Its one of those occasions where talking about customer problems creates a wacky idea that falls on fruitful ground.
Many customers use the Interactive Reporting tools (Pentaho Interactive Reporting, Saiku Reporting or the ugly Adhoc Reporting (WAQR)) to get data out of the data-warehouse into Excel or CSV files. Such reports are usually rather simple list reports, with no fancy charting or complex layout structures. However, the reporting engine does not know that, it’s pessimistic nature always assumes the worst.

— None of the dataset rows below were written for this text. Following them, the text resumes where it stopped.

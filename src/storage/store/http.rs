//! A read-only HTTP store.
//!
//! Keys are resolved against a base URL with a single fetch per key. A 404 response maps to an
//! absent key. Zarr V2 consolidated metadata (`.zmetadata`) at the store root is used for node
//! discovery, since plain HTTP has no directory listing.

use std::str::FromStr;
use std::sync::OnceLock;

use reqwest::{blocking::Client, StatusCode, Url};
use thiserror::Error;

use crate::{
    metadata::{ConsolidatedMetadataV2, GroupMetadataV2},
    node::{NodeMetadata, NodePath},
    storage::{
        get_metadata_v3_then_v2, MaybeBytes, StorageError, Store, StoreKey, StoreKeys,
        StoreKeysPrefixes, StorePrefix, StorePrefixes,
    },
};

/// A read-only HTTP store.
#[derive(Debug)]
pub struct HttpStore {
    base_url: Url,
    client: Client,
    consolidated: OnceLock<Option<ConsolidatedMetadataV2>>,
}

/// An HTTP store creation error.
#[derive(Debug, Error)]
pub enum HttpStoreCreateError {
    /// The URL is not valid.
    #[error("base URL {0} is not valid")]
    InvalidBaseUrl(String),
}

impl From<reqwest::Error> for StorageError {
    fn from(err: reqwest::Error) -> Self {
        Self::Other(err.to_string())
    }
}

impl From<url::ParseError> for StorageError {
    fn from(err: url::ParseError) -> Self {
        Self::Other(err.to_string())
    }
}

impl HttpStore {
    /// Create a new HTTP store at a given `base_url`.
    ///
    /// # Errors
    /// Returns an [`HttpStoreCreateError`] if `base_url` is not a valid URL.
    pub fn new(base_url: &str) -> Result<Self, HttpStoreCreateError> {
        let base_url = Url::from_str(base_url)
            .map_err(|_| HttpStoreCreateError::InvalidBaseUrl(base_url.into()))?;
        Ok(Self {
            base_url,
            client: Client::new(),
            consolidated: OnceLock::new(),
        })
    }

    /// Maps a [`StoreKey`] to an HTTP [`Url`].
    ///
    /// # Errors
    /// Returns an error if the resolved URL is invalid.
    pub fn key_to_url(&self, key: &StoreKey) -> Result<Url, url::ParseError> {
        let mut url = self.base_url.as_str().to_string();
        if !key.as_str().is_empty() {
            if !url.ends_with('/') {
                url.push('/');
            }
            url += key.as_str();
        }
        Url::parse(&url)
    }

    /// Return the consolidated metadata at the store root, fetching `.zmetadata` on first use.
    pub fn consolidated_metadata(&self) -> Option<&ConsolidatedMetadataV2> {
        self.consolidated
            .get_or_init(|| match self.fetch_consolidated() {
                Ok(consolidated) => consolidated,
                Err(err) => {
                    log::warn!("failed to retrieve consolidated metadata: {err}");
                    None
                }
            })
            .as_ref()
    }

    fn fetch_consolidated(&self) -> Result<Option<ConsolidatedMetadataV2>, StorageError> {
        let key = unsafe { StoreKey::new_unchecked(".zmetadata".to_string()) };
        let Some(bytes) = self.get(&key)? else {
            return Ok(None);
        };
        let consolidated: ConsolidatedMetadataV2 = serde_json::from_slice(&bytes)
            .map_err(|err| StorageError::InvalidMetadata(key, err.to_string()))?;
        Ok(Some(consolidated))
    }

    /// Return the node prefixes recorded in the consolidated metadata.
    fn consolidated_node_prefixes(&self) -> Vec<StorePrefix> {
        let Some(consolidated) = self.consolidated_metadata() else {
            return vec![];
        };
        let mut prefixes: Vec<StorePrefix> = consolidated
            .metadata
            .keys()
            .filter_map(|key| {
                let (node, _metadata_name) = key.rsplit_once('/')?;
                StorePrefix::new(format!("{node}/")).ok()
            })
            .collect();
        prefixes.sort();
        prefixes.dedup();
        prefixes
    }

    /// A consolidated store root with only nested metadata is an implicit group.
    fn implicit_root_group(&self, path: &NodePath) -> Result<Option<NodeMetadata>, StorageError> {
        if path.is_root() && self.consolidated_metadata().is_some() {
            let group = GroupMetadataV2::default();
            return Ok(Some(NodeMetadata::Group(
                crate::metadata::group_metadata_v2_to_v3(&group),
            )));
        }
        Ok(None)
    }

    fn get_metadata_consolidated(
        &self,
        path: &NodePath,
    ) -> Result<Option<NodeMetadata>, StorageError> {
        let Some(consolidated) = self.consolidated_metadata() else {
            return Ok(None);
        };
        let node_prefix = if path.is_root() {
            String::new()
        } else {
            format!("{}/", path.as_str().strip_prefix('/').unwrap_or(path.as_str()))
        };
        let document = |metadata_name: &str| -> Result<MaybeBytes, StorageError> {
            consolidated
                .metadata
                .get(&format!("{node_prefix}{metadata_name}"))
                .map(|value| {
                    serde_json::to_vec(value).map_err(|err| StorageError::Other(err.to_string()))
                })
                .transpose()
        };
        get_metadata_v3_then_v2(
            &|key: &StoreKey| {
                let name = key
                    .as_str()
                    .rsplit('/')
                    .next()
                    .expect("split always yields at least one element");
                document(name)
            },
            path,
        )
    }
}

impl Store for HttpStore {
    fn get(&self, key: &StoreKey) -> Result<MaybeBytes, StorageError> {
        let url = self.key_to_url(key)?;
        let response = self.client.get(url).send()?;
        match response.status() {
            StatusCode::OK => Ok(Some(response.bytes()?.to_vec())),
            StatusCode::NOT_FOUND => Ok(None),
            status => Err(StorageError::Other(format!(
                "http unexpected status code: {status}"
            ))),
        }
    }

    fn set(&self, _key: &StoreKey, _value: &[u8]) -> Result<(), StorageError> {
        Err(StorageError::ReadOnly)
    }

    fn erase(&self, _key: &StoreKey) -> Result<bool, StorageError> {
        Err(StorageError::ReadOnly)
    }

    fn erase_prefix(&self, _prefix: &StorePrefix) -> Result<bool, StorageError> {
        Err(StorageError::ReadOnly)
    }

    fn list(&self) -> Result<StoreKeys, StorageError> {
        Err(StorageError::Unsupported(
            "the http store does not support listing keys".to_string(),
        ))
    }

    fn list_prefix(&self, _prefix: &StorePrefix) -> Result<StoreKeys, StorageError> {
        Err(StorageError::Unsupported(
            "the http store does not support listing keys".to_string(),
        ))
    }

    fn list_dir(&self, prefix: &StorePrefix) -> Result<StoreKeysPrefixes, StorageError> {
        // node discovery is driven by the unique prefixes of the consolidated metadata keys
        let node_prefixes = self.consolidated_node_prefixes();
        if node_prefixes.is_empty() {
            return Ok(StoreKeysPrefixes::default());
        }
        let mut prefixes: StorePrefixes = node_prefixes
            .into_iter()
            .filter(|node_prefix| {
                node_prefix.as_str().starts_with(prefix.as_str())
                    && node_prefix
                        .as_str()
                        .strip_prefix(prefix.as_str())
                        .is_some_and(|rest| rest.matches('/').count() == 1)
            })
            .collect();
        prefixes.sort();
        Ok(StoreKeysPrefixes::new(vec![], prefixes))
    }

    fn get_metadata(&self, path: &NodePath) -> Result<Option<NodeMetadata>, StorageError> {
        // once consolidated metadata is known it is authoritative, avoiding per-node fetches
        if self.consolidated.get().is_some_and(Option::is_some) {
            if let Some(metadata) = self.get_metadata_consolidated(path)? {
                return Ok(Some(metadata));
            }
            return self.implicit_root_group(path);
        }
        if let Some(metadata) = get_metadata_v3_then_v2(&|key| self.get(key), path)? {
            return Ok(Some(metadata));
        }
        if let Some(metadata) = self.get_metadata_consolidated(path)? {
            return Ok(Some(metadata));
        }
        self.implicit_root_group(path)
    }

    fn set_metadata(&self, _path: &NodePath, _metadata: &NodeMetadata) -> Result<(), StorageError> {
        Err(StorageError::ReadOnly)
    }

    fn read_only(&self) -> bool {
        true
    }

    fn supports_listing(&self) -> bool {
        self.consolidated_metadata().is_some()
    }

    fn supports_consolidated_metadata(&self) -> bool {
        true
    }
}

#[cfg(test)]
mod tests {
    use super::*;

    #[test]
    fn http_key_to_url() {
        let store = HttpStore::new("http://example.com/data.zarr").unwrap();
        let url = store
            .key_to_url(&StoreKey::new("latitude/.zarray").unwrap())
            .unwrap();
        assert_eq!(url.as_str(), "http://example.com/data.zarr/latitude/.zarray");
    }

    #[test]
    fn http_store_invalid_url() {
        assert!(HttpStore::new("not a url").is_err());
    }

    #[test]
    fn http_store_consolidated_discovery() {
        let consolidated: ConsolidatedMetadataV2 = serde_json::from_str(
            r#"{
                "zarr_consolidated_format": 1,
                "metadata": {
                    ".zgroup": { "zarr_format": 2 },
                    "age_band_lower_bound/.zarray": {
                        "chunks": [26], "compressor": null, "dtype": "<f8",
                        "fill_value": null, "filters": null, "order": "C",
                        "shape": [26], "zarr_format": 2
                    },
                    "demographic_totals/.zarray": {
                        "chunks": [26, 180, 360], "compressor": null, "dtype": "<f8",
                        "fill_value": null, "filters": null, "order": "C",
                        "shape": [26, 720, 1440], "zarr_format": 2
                    },
                    "latitude/.zarray": {
                        "chunks": [720], "compressor": null, "dtype": "<f8",
                        "fill_value": null, "filters": null, "order": "C",
                        "shape": [720], "zarr_format": 2
                    },
                    "latitude/.zattrs": { "units": "degrees_north" },
                    "longitude/.zarray": {
                        "chunks": [1440], "compressor": null, "dtype": "<f8",
                        "fill_value": null, "filters": null, "order": "C",
                        "shape": [1440], "zarr_format": 2
                    },
                    "year/.zarray": {
                        "chunks": [1], "compressor": null, "dtype": "<i8",
                        "fill_value": null, "filters": null, "order": "C",
                        "shape": [1], "zarr_format": 2
                    }
                }
            }"#,
        )
        .unwrap();

        let store = HttpStore::new("http://example.com/data.zarr").unwrap();
        store.consolidated.set(Some(consolidated)).unwrap();
        assert!(store.supports_listing());

        let list_dir = store.list_dir(&StorePrefix::root()).unwrap();
        let children: Vec<_> = list_dir
            .prefixes()
            .iter()
            .map(|prefix| prefix.as_str().to_string())
            .collect();
        assert_eq!(
            children,
            vec![
                "age_band_lower_bound/",
                "demographic_totals/",
                "latitude/",
                "longitude/",
                "year/"
            ]
        );

        let latitude = store
            .get_metadata(&NodePath::new("/latitude").unwrap())
            .unwrap()
            .unwrap();
        let NodeMetadata::Array(latitude) = latitude else {
            panic!("latitude must be an array");
        };
        assert_eq!(latitude.shape, vec![720]);
        assert_eq!(latitude.data_type.name(), "float64");
        assert_eq!(
            latitude.attributes.get("units"),
            Some(&serde_json::json!("degrees_north"))
        );

        let root = store
            .get_metadata(&NodePath::root())
            .unwrap()
            .unwrap();
        assert!(matches!(root, NodeMetadata::Group(_)));
    }

    #[test]
    fn http_store_is_read_only() {
        let store = HttpStore::new("http://example.com/data.zarr").unwrap();
        assert!(store.read_only());
        assert!(!store.supports_writes());
        assert!(!store.supports_deletes());
        assert!(matches!(
            store.set(&StoreKey::new("a").unwrap(), &[0]),
            Err(StorageError::ReadOnly)
        ));
    }
}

The Pentaho Reporting engine allows an insane degree of freedom, and via custom report functions, it allows to reconfigure the report on the fly while the report is running. But with that freedom, we no longer can make any assumptions about how a report will look like in the next row. Thus the engine, and the layout subsystem, assume nothing and (apart from a bit of caching of reusable bits) recalculate everything from scratch.
Which takes time.
With PRD-4921, I added a fast-mode to some of the export types (Stream CSV, Stream HTML and XLS/XLSX). The new exporters check whether the report uses only ‘safe’ features, and if so, switches to a template based output instead of using the full layouting.

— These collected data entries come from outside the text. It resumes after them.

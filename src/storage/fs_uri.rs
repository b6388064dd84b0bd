//! File URI helpers.
//!
//! Converts filesystem paths to `file:` URIs and back, following RFC 8089 with path segments
//! percent-encoded per RFC 3986:
//!  - relative paths become `file:<segments>`,
//!  - absolute paths become `file:///<segments>`,
//!  - Windows drive-letter paths become `file:///C:/<segments>` (colon preserved), and
//!  - UNC paths (`//server/share/...`) become `file://server/share/...`.
//!
//! Backslash separators are normalized to `/`, so a round trip yields the normalized path.

use std::path::{Path, PathBuf};

use percent_encoding::{percent_decode_str, utf8_percent_encode, AsciiSet, CONTROLS};
use thiserror::Error;

/// Characters percent-encoded within a path segment (RFC 3986 reserved plus unsafe characters).
const PATH_SEGMENT: &AsciiSet = &CONTROLS
    .add(b' ')
    .add(b'"')
    .add(b'#')
    .add(b'%')
    .add(b'<')
    .add(b'>')
    .add(b'?')
    .add(b'[')
    .add(b'\\')
    .add(b']')
    .add(b'^')
    .add(b'`')
    .add(b'{')
    .add(b'|')
    .add(b'}');

/// A file URI conversion error.
#[derive(Debug, Error)]
pub enum FsUriError {
    /// The path is not valid UTF-8.
    #[error("path {0:?} is not valid UTF-8")]
    InvalidPath(PathBuf),
    /// The URI is not a `file:` URI or is malformed.
    #[error("invalid file URI {0}")]
    InvalidUri(String),
}

fn is_drive_letter(s: &str) -> bool {
    let bytes = s.as_bytes();
    bytes.len() >= 2
        && bytes[0].is_ascii_alphabetic()
        && bytes[1] == b':'
        && (bytes.len() == 2 || bytes[2] == b'/' || bytes[2] == b'\\')
}

fn encode_segments(path: &str) -> String {
    path.split(['/', '\\'])
        .map(|segment| utf8_percent_encode(segment, PATH_SEGMENT).to_string())
        .collect::<Vec<_>>()
        .join("/")
}

fn decode_segments(path: &str) -> Result<String, FsUriError> {
    path.split('/')
        .map(|segment| {
            percent_decode_str(segment)
                .decode_utf8()
                .map(|s| s.into_owned())
                .map_err(|_| FsUriError::InvalidUri(path.to_string()))
        })
        .collect::<Result<Vec<_>, _>>()
        .map(|segments| segments.join("/"))
}

/// Convert a filesystem path to a `file:` URI.
///
/// # Errors
/// Returns [`FsUriError`] if the path is not valid UTF-8.
pub fn path_to_uri(path: &Path) -> Result<String, FsUriError> {
    let path_str = path
        .to_str()
        .ok_or_else(|| FsUriError::InvalidPath(path.to_path_buf()))?;

    // UNC paths carry an authority
    if let Some(rest) = path_str
        .strip_prefix(r"\\")
        .or_else(|| path_str.strip_prefix("//"))
    {
        let (authority, path) = rest
            .split_once(['/', '\\'])
            .unwrap_or((rest, ""));
        return Ok(format!(
            "file://{}/{}",
            utf8_percent_encode(authority, PATH_SEGMENT),
            encode_segments(path)
        ));
    }

    // Windows drive letter paths keep the colon
    if is_drive_letter(path_str) {
        let drive = &path_str[..2];
        let rest = path_str[2..].trim_start_matches(['/', '\\']);
        return if rest.is_empty() {
            Ok(format!("file:///{drive}/"))
        } else {
            Ok(format!("file:///{drive}/{}", encode_segments(rest)))
        };
    }

    if let Some(rest) = path_str.strip_prefix('/') {
        return Ok(format!("file:///{}", encode_segments(rest)));
    }

    Ok(format!("file:{}", encode_segments(path_str)))
}

/// Convert a `file:` URI to a filesystem path.
///
/// # Errors
/// Returns [`FsUriError`] if the URI is not a valid `file:` URI.
pub fn uri_to_path(uri: &str) -> Result<PathBuf, FsUriError> {
    let rest = uri
        .strip_prefix("file:")
        .ok_or_else(|| FsUriError::InvalidUri(uri.to_string()))?;

    if let Some(rest) = rest.strip_prefix("///") {
        let decoded = decode_segments(rest)?;
        if is_drive_letter(&decoded) || (decoded.len() == 3 && decoded.ends_with(":/")) {
            // drive letter path; trim the trailing slash of a bare drive
            return Ok(PathBuf::from(decoded.trim_end_matches('/').to_string()));
        }
        return Ok(PathBuf::from(format!("/{decoded}")));
    }

    if let Some(rest) = rest.strip_prefix("//") {
        let (authority, path) = rest.split_once('/').unwrap_or((rest, ""));
        let authority = percent_decode_str(authority)
            .decode_utf8()
            .map_err(|_| FsUriError::InvalidUri(uri.to_string()))?;
        let decoded = decode_segments(path)?;
        return Ok(PathBuf::from(format!("//{authority}/{decoded}")));
    }

    // `file:/abs` is an accepted RFC 8089 minimal form
    if let Some(stripped) = rest.strip_prefix('/') {
        return Ok(PathBuf::from(format!("/{}", decode_segments(stripped)?)));
    }
    Ok(PathBuf::from(decode_segments(rest)?))
}

#[cfg(test)]
mod tests {
    use super::*;

    #[test]
    fn uri_absolute_round_trip() {
        let path = Path::new("/data/my array.zarr");
        let uri = path_to_uri(path).unwrap();
        assert_eq!(uri, "file:///data/my%20array.zarr");
        assert_eq!(uri_to_path(&uri).unwrap(), path);
    }

    #[test]
    fn uri_relative_round_trip() {
        let path = Path::new("data/array.zarr");
        let uri = path_to_uri(path).unwrap();
        assert_eq!(uri, "file:data/array.zarr");
        assert_eq!(uri_to_path(&uri).unwrap(), path);
    }

    #[test]
    fn uri_utf8_round_trip() {
        let path = Path::new("/data/µs/東京");
        let uri = path_to_uri(path).unwrap();
        assert!(uri.starts_with("file:///data/%C2%B5s/"));
        assert_eq!(uri_to_path(&uri).unwrap(), path);
    }

    #[test]
    fn uri_windows_drive() {
        let uri = path_to_uri(Path::new("C:/data/array.zarr")).unwrap();
        assert_eq!(uri, "file:///C:/data/array.zarr");
        assert_eq!(uri_to_path(&uri).unwrap(), Path::new("C:/data/array.zarr"));

        let uri = path_to_uri(Path::new(r"C:\data\array.zarr")).unwrap();
        assert_eq!(uri, "file:///C:/data/array.zarr");
    }

    #[test]
    fn uri_unc_authority() {
        let uri = path_to_uri(Path::new(r"\\server\share\array.zarr")).unwrap();
        assert_eq!(uri, "file://server/share/array.zarr");
        assert_eq!(
            uri_to_path(&uri).unwrap(),
            Path::new("//server/share/array.zarr")
        );
    }

    #[test]
    fn uri_invalid() {
        assert!(uri_to_path("http://example.com").is_err());
    }
}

A report is safe if it does not contain any of the following items:
- inline subreports. They are evil, as they can appear anywhere and can be of any complexity.
- crosstabs. They are a complex layout and can’t be easily condensed into templated sections.
- functions that listen for page-events, other than the standard page-function and page-of-pages functions. During fast-mode, we don’t generate page events and thus these wont output correct values. I am willing to ignore page functions, as data exports are less concerned about page numbers.
- any layout-processor-function other than the Row-Banding function. They exist to rewrite the report, which stops us from making assumptions about the report’s structure.
If a report is not safe, the engine falls back to the normal, slow mode. You now just have to wait a bit longer to get your data, but you wont get sudden service interruptions.
For fast reports, the engine produce a template of each root-level band. If the style of a band changes over time (as a result of having Style-expressions), we produce a template for each unique combinations of styles the reporting engine encounters.
Once the engine has a valid template, it can skip all layouting on all subsequent rows of data and can just fill in the data into the template’s place holders. The resulting output is exactly the same as the slow output – minus the waiting time.
So how does this system perform? Here is what my system produces using a 65k rows report (to stay within the limits imposed by Excel97) with 35 columns of data exported. The report has no groups, it is just one big fat stream of data. All times are given in seconds.
|Export||5.1 with fix||5.0 with fix||5.0 GA|
As you can see from the data, the fix gave a 4 to 5 times speed up for HTML and CSV exports. The Excel exports were extra slow in 5.0 (and 4.x), and a few fixes in the layout handling and Excel specific exports gave the ‘normal’ mode a speed-up of 3 to 4 times. On top of that, we now have the fast mode, that gives another 2-3 times more raw speed.
Not bad for one week of frantic coding, I guess.
Go grab the 5.1 CI builds to give it a go. You will need an updated BI-Server reporting plugin to make the BI-server (and thus the Adhoc reporting tools) pick up that change.
The 5.0 branch does not have those changes in, so don’t even try the CI builds for it. As the 5.0 codeline is in lock-down for bug-fixes only, these performance improvements will take a while to go in, as we don’t want to introduce regressions that break systems in production.